## REQUIREMENT
Whenever a line in the records below holds the string "network", copy it out.

## PROVIDED DATA
+ + + + + + +

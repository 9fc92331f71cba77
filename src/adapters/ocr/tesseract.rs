//! Tesseract CLI text extractor

use super::TextExtractor;
use crate::config::schema::OcrConfig;
use crate::domain::OcrError;
use async_trait::async_trait;
use std::process::Stdio;
use tokio::io::AsyncWriteExt;
use tokio::process::Command;

/// OCR engine backed by the `tesseract` command-line tool
///
/// Streams the image over stdin and reads the recognized text from stdout
/// (`tesseract stdin stdout -l <lang>`). Command and language come from
/// configuration.
pub struct TesseractOcr {
    command: String,
    language: String,
}

impl TesseractOcr {
    /// Create an extractor from configuration
    pub fn new(config: &OcrConfig) -> Self {
        Self {
            command: config.command.clone(),
            language: config.language.clone(),
        }
    }
}

#[async_trait]
impl TextExtractor for TesseractOcr {
    async fn extract_text(&self, image: &[u8]) -> Result<String, OcrError> {
        let mut child = Command::new(&self.command)
            .arg("stdin")
            .arg("stdout")
            .arg("-l")
            .arg(&self.language)
            .stdin(Stdio::piped())
            .stdout(Stdio::piped())
            .stderr(Stdio::piped())
            .spawn()
            .map_err(|e| {
                OcrError::EngineFailed(format!("failed to spawn '{}': {e}", self.command))
            })?;

        let mut stdin = child
            .stdin
            .take()
            .ok_or_else(|| OcrError::Io("failed to open engine stdin".to_string()))?;
        stdin
            .write_all(image)
            .await
            .map_err(|e| OcrError::Io(e.to_string()))?;
        drop(stdin);

        let output = child
            .wait_with_output()
            .await
            .map_err(|e| OcrError::Io(e.to_string()))?;

        if !output.status.success() {
            let stderr = String::from_utf8_lossy(&output.stderr);
            return Err(OcrError::EngineFailed(format!(
                "'{}' exited with {}: {}",
                self.command,
                output.status,
                stderr.trim()
            )));
        }

        let text = String::from_utf8_lossy(&output.stdout).trim().to_string();
        tracing::debug!(extracted_chars = text.len(), "OCR extraction finished");
        Ok(text)
    }
}

#[cfg(test)]
mod tests {
    use super::*;

    #[test]
    fn test_construction_from_config() {
        let ocr = TesseractOcr::new(&OcrConfig::default());
        assert_eq!(ocr.command, "tesseract");
        assert_eq!(ocr.language, "eng");
    }

    #[tokio::test]
    async fn test_missing_engine_is_engine_failed() {
        let ocr = TesseractOcr::new(&OcrConfig {
            command: "definitely-not-a-real-ocr-binary".to_string(),
            language: "eng".to_string(),
        });

        let result = ocr.extract_text(&[0u8; 4]).await;
        assert!(matches!(result, Err(OcrError::EngineFailed(_))));
    }
}
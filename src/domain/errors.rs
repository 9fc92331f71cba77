//! Domain error types
//!
//! All errors are domain-specific and don't expose third-party types.
//! Collaborator failures (model, OCR, storage) get their own sub-enums so
//! the orchestrator can apply a different policy per collaborator.

use thiserror::Error;

/// Main piiscan error type
///
/// This is the primary error type used throughout the application.
/// It wraps specific error types and provides context for error handling.
#[derive(Debug, Error)]
pub enum PiiScanError {
    /// Configuration-related errors
    #[error("Configuration error: {0}")]
    Configuration(String),

    /// Input rejected before any detector runs (empty payload, unsupported
    /// content kind for the declared MIME type)
    #[error("Invalid input: {0}")]
    InvalidInput(String),

    /// Remote generative-model errors
    #[error("Model error: {0}")]
    Model(#[from] ModelError),

    /// OCR extraction errors
    #[error("OCR error: {0}")]
    Ocr(#[from] OcrError),

    /// Storage errors
    #[error("Storage error: {0}")]
    Storage(#[from] StorageError),

    /// Serialization/deserialization errors
    #[error("Serialization error: {0}")]
    Serialization(String),

    /// I/O errors
    #[error("I/O error: {0}")]
    Io(String),

    /// Generic errors with context
    #[error("{0}")]
    Other(String),
}

/// Errors calling the external generative analysis model
///
/// These errors don't expose the underlying HTTP client types; the cause
/// message is carried verbatim so it can surface in placeholder findings.
#[derive(Debug, Clone, Error)]
pub enum ModelError {
    /// Failed to reach the model endpoint
    #[error("Failed to connect to model endpoint: {0}")]
    ConnectionFailed(String),

    /// Credentials rejected (401/403)
    #[error("Authentication failed: {0}")]
    AuthenticationFailed(String),

    /// Client error (4xx)
    #[error("Client error: {status} - {message}")]
    ClientError { status: u16, message: String },

    /// Server error (5xx)
    #[error("Server error: {status} - {message}")]
    ServerError { status: u16, message: String },

    /// Reply could not be decoded or contained no usable text
    #[error("Invalid response from model: {0}")]
    InvalidResponse(String),

    /// Request timed out
    #[error("Request timeout: {0}")]
    Timeout(String),
}

/// Errors from the OCR text-extraction engine
#[derive(Debug, Error)]
pub enum OcrError {
    /// The OCR engine could not be started or exited with a failure
    #[error("OCR engine failed: {0}")]
    EngineFailed(String),

    /// I/O failure while feeding the engine
    #[error("OCR I/O error: {0}")]
    Io(String),
}

/// Errors from the file storage collaborator
#[derive(Debug, Error)]
pub enum StorageError {
    /// Named file does not exist
    #[error("File not found: {0}")]
    NotFound(String),

    /// Name rejected by sanitization (path separators, traversal)
    #[error("Invalid file name: {0}")]
    InvalidName(String),

    /// I/O failure reading the file
    #[error("Storage I/O error: {0}")]
    Io(String),
}

// Conversion from std::io::Error
impl From<std::io::Error> for PiiScanError {
    fn from(err: std::io::Error) -> Self {
        PiiScanError::Io(err.to_string())
    }
}

// Conversion from serde_json::Error
impl From<serde_json::Error> for PiiScanError {
    fn from(err: serde_json::Error) -> Self {
        PiiScanError::Serialization(err.to_string())
    }
}

// Conversion from toml parse errors
impl From<toml::de::Error> for PiiScanError {
    fn from(err: toml::de::Error) -> Self {
        PiiScanError::Configuration(format!("TOML parse error: {err}"))
    }
}

#[cfg(test)]
mod tests {
    use super::*;

    #[test]
    fn test_piiscan_error_display() {
        let err = PiiScanError::InvalidInput("empty content".to_string());
        assert_eq!(err.to_string(), "Invalid input: empty content");
    }

    #[test]
    fn test_model_error_conversion() {
        let model_err = ModelError::ConnectionFailed("network unreachable".to_string());
        let err: PiiScanError = model_err.into();
        assert!(matches!(err, PiiScanError::Model(_)));
        assert!(err.to_string().contains("network unreachable"));
    }

    #[test]
    fn test_ocr_error_conversion() {
        let ocr_err = OcrError::EngineFailed("tesseract not found".to_string());
        let err: PiiScanError = ocr_err.into();
        assert!(matches!(err, PiiScanError::Ocr(_)));
    }

    #[test]
    fn test_storage_error_conversion() {
        let storage_err = StorageError::NotFound("upload.txt".to_string());
        let err: PiiScanError = storage_err.into();
        assert!(matches!(err, PiiScanError::Storage(_)));
    }

    #[test]
    fn test_io_error_conversion() {
        let io_err = std::io::Error::new(std::io::ErrorKind::NotFound, "missing");
        let err: PiiScanError = io_err.into();
        assert!(matches!(err, PiiScanError::Io(_)));
    }

    #[test]
    fn test_toml_error_conversion() {
        let toml_err = toml::from_str::<toml::Value>("invalid = toml = syntax").unwrap_err();
        let err: PiiScanError = toml_err.into();
        assert!(matches!(err, PiiScanError::Configuration(_)));
        assert!(err.to_string().contains("TOML parse error"));
    }

    #[test]
    fn test_errors_implement_std_error() {
        let err = ModelError::Timeout("30s".to_string());
        let _: &dyn std::error::Error = &err;
        let err = PiiScanError::Other("test".to_string());
        let _: &dyn std::error::Error = &err;
    }
}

+ + + + + + +

## RESULT OF THIS TASK
        let model_err = ModelError::ConnectionFailed("network unreachable".to_string());
        assert!(err.to_string().contains("network unreachable"));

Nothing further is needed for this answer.